Sunday, June 2, 2013

THEATRE REVIEW: MEASURE FOR MEASURE


Pictured: Carmen Grant, Tom Rooney

JOHN COULBOURN, Special to LFPress
30 MAY 2013
R: 3/5

STRATFORD - Half horror story, half fairy tale — taking the measure of Shakespeare’s MEASURE FOR MEASURE has never been easy. In fact, it’s would seem to be increasingly more difficult in the face of evolving social and sexual mores. And sadly, the production that opened on the stage of the Tom Patterson Theatre Wednesday doesn’t shed much new light on the tough topics Shakespeare tackles.

Director Martha Henry, the former Grand Theatre artistic director, struggles to avoid the social pitfalls hidden in the script while embracing its pratfalls in the apparent faint hope that they might serve to mitigate any social offence which might be given in the playing. Most of that offence can be found in the relationship between Angelo (Tom Rooney), lieutenant to Vienna’s masquerading and peripatetic Duke Vincento (Geraint Wyn Davies).

A smitten Angelo uses his master’s power to forcibly seduce — rape, by today’s standards — Isabella (Carmen Grant), a crime rendered all the more reprehensible by the fact that she has just entered a convent and is preparing to take her vows when she discovers her brother Claudio (Christopher Prentice) about to be executed at Angelo’s hand for immoral behaviour — unless, ironically, she succumbs to his captor’s demands.
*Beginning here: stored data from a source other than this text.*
use axum::Router;

/// Serve `router` on an ephemeral local port and return its base URL.
pub async fn spawn_server(router: Router) -> String {
    let listener = tokio::net::TcpListener::bind("127.0.0.1:0").await.unwrap();
    let addr = listener.local_addr().unwrap();
    tokio::spawn(async move {
        axum::serve(listener, router).await.unwrap();
    });
    format!("http://{addr}")
}
//! Identifier, image reference and upload validation.

use uuid::Uuid;

use crate::error::CoreError;

/// File extensions accepted by the upload endpoint.
pub const ALLOWED_UPLOAD_EXTENSIONS: &[&str] = &["png", "jpg", "jpeg"];

/// Maximum accepted upload size (10 MiB).
pub const MAX_UPLOAD_BYTES: usize = 10 * 1024 * 1024;

/// Parse a hyphenated UUID identifier, naming the field in the error.
pub fn parse_id(field: &str, raw: &str) -> Result<Uuid, CoreError> {
    let raw = raw.trim();
    if raw.is_empty() {
        return Err(CoreError::Validation(format!("{field} is required")));
    }
    Uuid::parse_str(raw)
        .map_err(|_| CoreError::Validation(format!("{field} '{raw}' is not a valid id")))
}

/// Validate an image reference: either an `http(s)` URL or a storage-relative
/// path. Other URL schemes and blank values are rejected.
pub fn validate_image_ref(field: &str, raw: &str) -> Result<(), CoreError> {
    let raw = raw.trim();
    if raw.is_empty() {
        return Err(CoreError::Validation(format!("{field} is required")));
    }
    if let Some((scheme, _)) = raw.split_once("://") {
        if !matches!(scheme, "http" | "https") {
            return Err(CoreError::Validation(format!(
                "{field} must use http or https, got '{scheme}'"
            )));
        }
    }
    Ok(())
}

/// Validate an upload file name and return its lowercased extension.
pub fn upload_extension(filename: &str) -> Result<String, CoreError> {
    let ext = filename
        .rsplit_once('.')
        .map(|(_, ext)| ext.to_lowercase())
        .unwrap_or_default();

    if ALLOWED_UPLOAD_EXTENSIONS.contains(&ext.as_str()) {
        Ok(ext)
    } else {
        Err(CoreError::Validation(format!(
            "File type not allowed. Allowed types: {}",
            ALLOWED_UPLOAD_EXTENSIONS.join(", ")
        )))
    }
}

#[cfg(test)]
mod tests {
    use super::*;
    use assert_matches::assert_matches;

    #[test]
    fn parse_id_accepts_uuid() {
        let id = Uuid::new_v4();
        assert_eq!(parse_id("process_id", &id.to_string()).unwrap(), id);
    }

    #[test]
    fn parse_id_rejects_blank_and_garbage() {
        assert_matches!(parse_id("process_id", "  "), Err(CoreError::Validation(msg)) if msg.contains("required"));
        assert_matches!(parse_id("page_id", "page_1"), Err(CoreError::Validation(msg)) if msg.contains("page_id"));
    }

    #[test]
    fn image_ref_accepts_urls_and_paths() {
        assert!(validate_image_ref("source_url", "https://cdn.example.com/a.png").is_ok());
        assert!(validate_image_ref("source_url", "http://localhost:8000/storage/uploads/a.png").is_ok());
        assert!(validate_image_ref("source_url", "a.png").is_ok());
    }

    #[test]
    fn image_ref_rejects_blank_and_foreign_schemes() {
        assert!(validate_image_ref("source_url", "").is_err());
        assert!(validate_image_ref("target_url", "ftp://host/a.png").is_err());
        assert!(validate_image_ref("target_url", "file:///etc/passwd").is_err());
    }

    #[test]
    fn upload_extension_is_lowercased() {
        assert_eq!(upload_extension("Photo.JPG").unwrap(), "jpg");
        assert_eq!(upload_extension("a.b.png").unwrap(), "png");
    }

    #[test]
    fn upload_extension_rejects_unknown_types() {
        assert!(upload_extension("notes.txt").is_err());
        assert!(upload_extension("noextension").is_err());
    }
}
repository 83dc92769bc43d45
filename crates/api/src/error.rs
use axum::http::StatusCode;
use axum::response::{IntoResponse, Response};
use serde_json::json;
use taleify_core::error::CoreError;

/// Application-level error type for HTTP handlers.
///
/// Wraps [`CoreError`] for domain errors and adds HTTP-specific variants.
/// Implements [`IntoResponse`] to produce consistent JSON error responses.
#[derive(Debug, thiserror::Error)]
pub enum AppError {
    /// A domain-level error from `taleify_core`.
    #[error(transparent)]
    Core(#[from] CoreError),

    /// A bad request with a human-readable message.
    #[error("Bad request: {0}")]
    BadRequest(String),

    #[error("Payload too large: {0}")]
    PayloadTooLarge(String),

    /// An upstream service (OpenAI) failed or answered with garbage.
    #[error("Upstream error: {0}")]
    Upstream(String),

    /// An internal error with a human-readable message.
    #[error("Internal error: {0}")]
    InternalError(String),
}

/// Convenience type alias for handler return values.
pub type AppResult<T> = Result<T, AppError>;

impl From<validator::ValidationErrors> for AppError {
    fn from(errors: validator::ValidationErrors) -> Self {
        AppError::Core(CoreError::Validation(errors.to_string()))
    }
}

impl IntoResponse for AppError {
    fn into_response(self) -> Response {
        let (status, code, message) = match &self {
            // --- CoreError variants ---
            AppError::Core(core) => match core {
                CoreError::NotFound { entity, id } => (
                    StatusCode::NOT_FOUND,
                    "NOT_FOUND",
                    format!("{entity} with id {id} not found"),
                ),
                CoreError::Validation(msg) => {
                    (StatusCode::BAD_REQUEST, "VALIDATION_ERROR", msg.clone())
                }
                CoreError::Conflict(msg) => (StatusCode::CONFLICT, "CONFLICT", msg.clone()),
                CoreError::Unauthorized(msg) => {
                    (StatusCode::UNAUTHORIZED, "UNAUTHORIZED", msg.clone())
                }
                CoreError::Forbidden(msg) => (StatusCode::FORBIDDEN, "FORBIDDEN", msg.clone()),
                CoreError::Internal(msg) => {
                    tracing::error!(error = %msg, "Internal core error");
                    (
                        StatusCode::INTERNAL_SERVER_ERROR,
                        "INTERNAL_ERROR",
                        "An internal error occurred".to_string(),
                    )
                }
            },

            // --- HTTP-specific errors ---
            AppError::BadRequest(msg) => (StatusCode::BAD_REQUEST, "BAD_REQUEST", msg.clone()),
            AppError::PayloadTooLarge(msg) => {
                (StatusCode::PAYLOAD_TOO_LARGE, "PAYLOAD_TOO_LARGE", msg.clone())
            }
            AppError::Upstream(msg) => {
                tracing::warn!(error = %msg, "Upstream service error");
                (StatusCode::BAD_GATEWAY, "UPSTREAM_ERROR", msg.clone())
            }
            AppError::InternalError(msg) => {
                tracing::error!(error = %msg, "Internal error");
                (
                    StatusCode::INTERNAL_SERVER_ERROR,
                    "INTERNAL_ERROR",
                    "An internal error occurred".to_string(),
                )
            }
        };

        let body = json!({
            "error": message,
            "code": code,
        });

        (status, axum::Json(body)).into_response()
    }
}
#[derive(Debug, thiserror::Error)]
pub enum CoreError {
    #[error("{entity} not found: {id}")]
    NotFound { entity: &'static str, id: String },

    #[error("Validation failed: {0}")]
    Validation(String),

    #[error("Conflict: {0}")]
    Conflict(String),

    #[error("Unauthorized: {0}")]
    Unauthorized(String),

    #[error("Forbidden: {0}")]
    Forbidden(String),

    #[error("Internal error: {0}")]
    Internal(String),
}

impl CoreError {
    /// Shorthand for a [`CoreError::NotFound`] keyed by any displayable id.
    pub fn not_found(entity: &'static str, id: impl std::fmt::Display) -> Self {
        Self::NotFound {
            entity,
            id: id.to_string(),
        }
    }
}
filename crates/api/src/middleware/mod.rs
pub mod api_key;
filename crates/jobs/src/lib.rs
//! Job-status tracking for asynchronous page transformations.
//!
//! The [`registry::JobRegistry`] keeps one record per process inside a
//! [`cache::TtlCache`] and is the only source of truth for page state.
//! [`service::JobService`] is the surface the HTTP layer talks to: it
//! registers pages and hands each one to the [`runner::TaskRunner`], which
//! drives a [`pipeline::PagePipeline`] in the background. Polling goes
//! through the read-only [`status`] projector.
//!
//! External work (image fetch, face masking, synthesis, durable storage) is
//! reached through the traits in [`capability`].

pub mod cache;
pub mod capability;
pub mod convert;
pub mod pipeline;
pub mod registry;
pub mod runner;
pub mod service;
pub mod status;
pub mod sweeper;
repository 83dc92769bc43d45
//! Client for the OpenAI image edit endpoint.
//!
//! Sends a multipart `POST {base_url}/images/edits` with every input image as
//! an `image[]` part and decodes the base64 result.

use std::time::Duration;

use async_trait::async_trait;
use base64::Engine;
use reqwest::multipart::{Form, Part};
use serde::Deserialize;
use taleify_jobs::capability::{CapabilityError, EditRequest, ImageSynthesizer};

pub const DEFAULT_BASE_URL: &str = "https://api.openai.com/v1";

/// Connection settings for [`OpenAiImageEditor`].
#[derive(Debug, Clone)]
pub struct OpenAiConfig {
    pub api_key: String,
    pub base_url: String,
    /// Bounds the whole request, upload and generation included.
    pub timeout: Duration,
}

/// Errors from the OpenAI client layer.
#[derive(Debug, thiserror::Error)]
pub enum OpenAiError {
    #[error("OpenAI API key is not configured")]
    MissingApiKey,

    /// The HTTP request itself failed (network, DNS, TLS, timeout).
    #[error("HTTP request failed: {0}")]
    Request(#[from] reqwest::Error),

    /// OpenAI returned a non-2xx status code.
    #[error("OpenAI API error ({status}): {body}")]
    Api { status: u16, body: String },

    /// The response did not contain an image.
    #[error("unexpected response: {0}")]
    Payload(String),

    #[error("result is not valid base64: {0}")]
    Decode(#[from] base64::DecodeError),
}

impl From<OpenAiError> for CapabilityError {
    fn from(e: OpenAiError) -> Self {
        match e {
            OpenAiError::Api { status, body } => CapabilityError::Service { status, body },
            OpenAiError::Request(e) => CapabilityError::Transport(e.to_string()),
            OpenAiError::MissingApiKey => CapabilityError::Processing(e.to_string()),
            OpenAiError::Payload(_) | OpenAiError::Decode(_) => {
                CapabilityError::InvalidResponse(e.to_string())
            }
        }
    }
}

#[derive(Debug, Deserialize)]
struct EditResponse {
    #[serde(default)]
    data: Vec<EditImage>,
}

#[derive(Debug, Deserialize)]
struct EditImage {
    b64_json: Option<String>,
}

/// Authenticated connection to the OpenAI REST API, shared by the image and
/// chat clients.
pub(crate) struct OpenAiConnection {
    pub(crate) client: reqwest::Client,
    pub(crate) api_key: String,
    pub(crate) base_url: String,
}

impl OpenAiConnection {
    pub(crate) fn new(config: OpenAiConfig) -> Result<Self, OpenAiError> {
        if config.api_key.trim().is_empty() {
            return Err(OpenAiError::MissingApiKey);
        }
        let client = reqwest::Client::builder().timeout(config.timeout).build()?;
        Ok(Self {
            client,
            api_key: config.api_key,
            base_url: config.base_url.trim_end_matches('/').to_string(),
        })
    }

    pub(crate) fn post(&self, path: &str) -> reqwest::RequestBuilder {
        self.client
            .post(format!("{}/{path}", self.base_url))
            .bearer_auth(&self.api_key)
    }
}

impl std::fmt::Debug for OpenAiConnection {
    fn fmt(&self, f: &mut std::fmt::Formatter<'_>) -> std::fmt::Result {
        f.debug_struct("OpenAiConnection")
            .field("api_key", &"<redacted>")
            .field("base_url", &self.base_url)
            .finish_non_exhaustive()
    }
}

/// Return the response unchanged on a 2xx status, otherwise
/// [`OpenAiError::Api`] with the status and body text.
pub(crate) async fn ensure_api_success(
    response: reqwest::Response,
) -> Result<reqwest::Response, OpenAiError> {
    let status = response.status();
    if !status.is_success() {
        let body = response
            .text()
            .await
            .unwrap_or_else(|_| "<unreadable body>".to_string());
        return Err(OpenAiError::Api {
            status: status.as_u16(),
            body,
        });
    }
    Ok(response)
}

/// [`ImageSynthesizer`] backed by OpenAI.
#[derive(Debug)]
pub struct OpenAiImageEditor {
    connection: OpenAiConnection,
}

impl OpenAiImageEditor {
    pub fn new(config: OpenAiConfig) -> Result<Self, OpenAiError> {
        Ok(Self {
            connection: OpenAiConnection::new(config)?,
        })
    }

    /// Run one edit and return the decoded image bytes.
    pub async fn edit_image(&self, request: &EditRequest) -> Result<Vec<u8>, OpenAiError> {
        let mut form = Form::new();
        for (i, image) in request.images().into_iter().enumerate() {
            let part = Part::bytes(image.to_vec())
                .file_name(format!("image_{i}.png"))
                .mime_str("image/png")?;
            form = form.part("image[]", part);
        }
        let form = form
            .text("prompt", request.prompt.clone())
            .text("model", request.options.model.clone())
            .text("size", request.options.size.clone())
            .text("quality", request.options.quality.clone())
            .text("n", "1");

        tracing::debug!(
            model = %request.options.model,
            images = request.images().len(),
            prompt_chars = request.prompt.chars().count(),
            "Sending image edit request",
        );

        let response = self
            .connection
            .post("images/edits")
            .multipart(form)
            .send()
            .await?;
        let response = ensure_api_success(response).await?;

        let parsed: EditResponse = response.json().await?;
        let encoded = parsed
            .data
            .into_iter()
            .next()
            .and_then(|image| image.b64_json)
            .ok_or_else(|| OpenAiError::Payload("no b64_json image in response".into()))?;
        Ok(base64::engine::general_purpose::STANDARD.decode(encoded)?)
    }
}

#[async_trait]
impl ImageSynthesizer for OpenAiImageEditor {
    async fn edit(&self, request: EditRequest) -> Result<Vec<u8>, CapabilityError> {
        Ok(self.edit_image(&request).await?)
    }
}
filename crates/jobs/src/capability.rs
//! External capabilities consumed by the page pipeline.
//!
//! Concrete adapters live in `taleify-imaging`; tests plug in fakes.

use async_trait::async_trait;

/// Failure reported by an external capability.
#[derive(Debug, thiserror::Error)]
pub enum CapabilityError {
    /// The referenced input does not exist or is not reachable.
    #[error("not found: {0}")]
    NotFound(String),

    /// The input exists but could not be processed.
    #[error("processing failed: {0}")]
    Processing(String),

    /// The remote service answered with a non-success status.
    #[error("service error ({status}): {body}")]
    Service { status: u16, body: String },

    /// The request never produced a response (network, DNS, TLS, timeout).
    #[error("transport error: {0}")]
    Transport(String),

    /// The service answered successfully but the payload was unusable.
    #[error("invalid response: {0}")]
    InvalidResponse(String),

    #[error("I/O error: {0}")]
    Io(#[from] std::io::Error),
}

/// Fixed knobs sent with every synthesis request.
#[derive(Debug, Clone, PartialEq, Eq)]
pub struct SynthesisOptions {
    pub model: String,
    pub size: String,
    pub quality: String,
}

impl Default for SynthesisOptions {
    fn default() -> Self {
        Self {
            model: "gpt-image-1".into(),
            size: "1024x1024".into(),
            quality: "high".into(),
        }
    }
}

/// One image-edit call. Images are PNG-encoded RGBA.
#[derive(Debug, Clone)]
pub struct EditRequest {
    pub source: Vec<u8>,
    /// Source with faces masked, when a masker is configured.
    pub masked_source: Option<Vec<u8>>,
    pub target: Vec<u8>,
    pub prompt: String,
    pub options: SynthesisOptions,
}

impl EditRequest {
    /// Images in the order the synthesizer expects them:
    /// source, masked source (if any), target.
    pub fn images(&self) -> Vec<&[u8]> {
        let mut images = vec![self.source.as_slice()];
        if let Some(masked) = &self.masked_source {
            images.push(masked.as_slice());
        }
        images.push(self.target.as_slice());
        images
    }
}

/// Turns an image reference (remote URL or storage-relative path) into bytes.
#[async_trait]
pub trait ImageFetcher: Send + Sync {
    async fn resolve(&self, reference: &str) -> Result<Vec<u8>, CapabilityError>;
}

/// Obscures faces in an image.
#[async_trait]
pub trait FaceMasker: Send + Sync {
    async fn mask(&self, image: &[u8]) -> Result<Vec<u8>, CapabilityError>;
}

/// Produces a new image from the inputs and prompt.
#[async_trait]
pub trait ImageSynthesizer: Send + Sync {
    async fn edit(&self, request: EditRequest) -> Result<Vec<u8>, CapabilityError>;
}

/// Persists result bytes and returns their public URL.
#[async_trait]
pub trait DurableStore: Send + Sync {
    async fn save(&self, bytes: Vec<u8>, suggested_name: &str) -> Result<String, CapabilityError>;
}
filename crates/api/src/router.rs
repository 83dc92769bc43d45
//! Shared application router builder.
//!
//! Provides [`build_app_router`] so both the production binary (`main.rs`)
//! and integration tests (`tests/common/mod.rs`) use the exact same middleware
//! stack.

use std::time::Duration;

use axum::http::header::{AUTHORIZATION, CONTENT_TYPE};
use axum::http::{HeaderName, HeaderValue, Method, StatusCode};
use axum::Router;
use tower_http::catch_panic::CatchPanicLayer;
use tower_http::cors::CorsLayer;
use tower_http::request_id::{MakeRequestUuid, PropagateRequestIdLayer, SetRequestIdLayer};
use tower_http::services::ServeDir;
use tower_http::timeout::TimeoutLayer;
use tower_http::trace::{DefaultMakeSpan, DefaultOnResponse, TraceLayer};
use tracing::Level;

use crate::config::ServerConfig;
use crate::middleware::api_key::API_KEY_HEADER;
use crate::routes;
use crate::state::AppState;

/// Build the full application [`Router`] with all middleware layers.
///
/// The middleware stack is applied bottom-up:
///
/// 1. CORS
/// 2. Set request ID on incoming requests
/// 3. Structured request/response tracing
/// 4. Propagate request ID to response
/// 5. Request timeout
/// 6. Panic recovery (catch panics, return 500)
pub fn build_app_router(state: AppState, config: &ServerConfig) -> Router {
    let cors = build_cors_layer(config);
    let request_id_header = HeaderName::from_static("x-request-id");

    Router::new()
        // Health check at root level (not under /api/v1).
        .merge(routes::health::router())
        // API v1 routes.
        .nest("/api/v1", routes::api_routes())
        // Uploaded inputs and generated results.
        .nest_service("/storage/uploads", ServeDir::new(&config.upload_dir))
        // -- Middleware stack (applied bottom-up) --
        .layer(CatchPanicLayer::new())
        .layer(TimeoutLayer::with_status_code(
            StatusCode::REQUEST_TIMEOUT,
            Duration::from_secs(config.request_timeout_secs),
        ))
        .layer(PropagateRequestIdLayer::new(request_id_header.clone()))
        .layer(
            TraceLayer::new_for_http()
                .make_span_with(DefaultMakeSpan::new().level(Level::INFO))
                .on_response(DefaultOnResponse::new().level(Level::INFO)),
        )
        .layer(SetRequestIdLayer::new(request_id_header, MakeRequestUuid))
        .layer(cors)
        .with_state(state)
}

/// Build the CORS middleware layer from server configuration.
///
/// Origins that are not valid header values are skipped with a warning.
pub fn build_cors_layer(config: &ServerConfig) -> CorsLayer {
    let origins: Vec<HeaderValue> = config
        .cors_origins
        .iter()
        .filter_map(|o| match o.parse() {
            Ok(origin) => Some(origin),
            Err(e) => {
                tracing::warn!(origin = %o, error = %e, "Ignoring invalid CORS origin");
                None
            }
        })
        .collect();

    CorsLayer::new()
        .allow_origin(origins)
        .allow_methods([Method::GET, Method::POST])
        .allow_headers([
            CONTENT_TYPE,
            AUTHORIZATION,
            HeaderName::from_static(API_KEY_HEADER),
        ])
        .allow_credentials(true)
        .max_age(Duration::from_secs(3600))
}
By today’s lights, it all adds up to a shocking bit of misogyny, buried here under a bushel of black comedy, but rendered even more offensively creepy by the fact that Rooney, in a from-the-neck-up performance, appears to be just about as attracted to Grant as Romeo is to Juliet in the oddly sexless production of R&J which launched the season earlier this week. Stratford’s Shakespeare this season appears to be most assuredly unmanned.

In the role of the Duke, Wyn Davies does his best to redeem the gender, playing his role with a familiar puckish charm — a seeming innocent abroad in high heels and cassock in the dark and steamy underbelly of Vienna, as painted by designer John Pennoyer in often lurid shades seemingly borrowed from a colourized film noir. And while there a re some truly fine performances — Stephen Ouimette takes a graceful comedic turn as the opportunistic Lucio while Randy Hughson politely dines out on the scenery as the amoral Pompey in work reflected in polished performances from Peter Hutt, Nigel Bennett, Stephen Russell and the aforementioned Prentice.

But Henry nonetheless establishes herself as just a director who can’t say no, allowing Brian Tree and Patricia Collins to run seriously amok. Tree’s Elbow is more marionette than martinet, while Collins’ Mistress Overdone would more accurately be named Mistress Overacted and they both get in the way of the tale without furthering it.

In the end, Henry at least does a credible job of finding a through line and following it from beginning to end. But though she manages to find certain lovely (if not always appropriate) notes of whimsy along the way, she fails to find a heart beating at the core of the story. And finally it is only by that heart that success can be measured.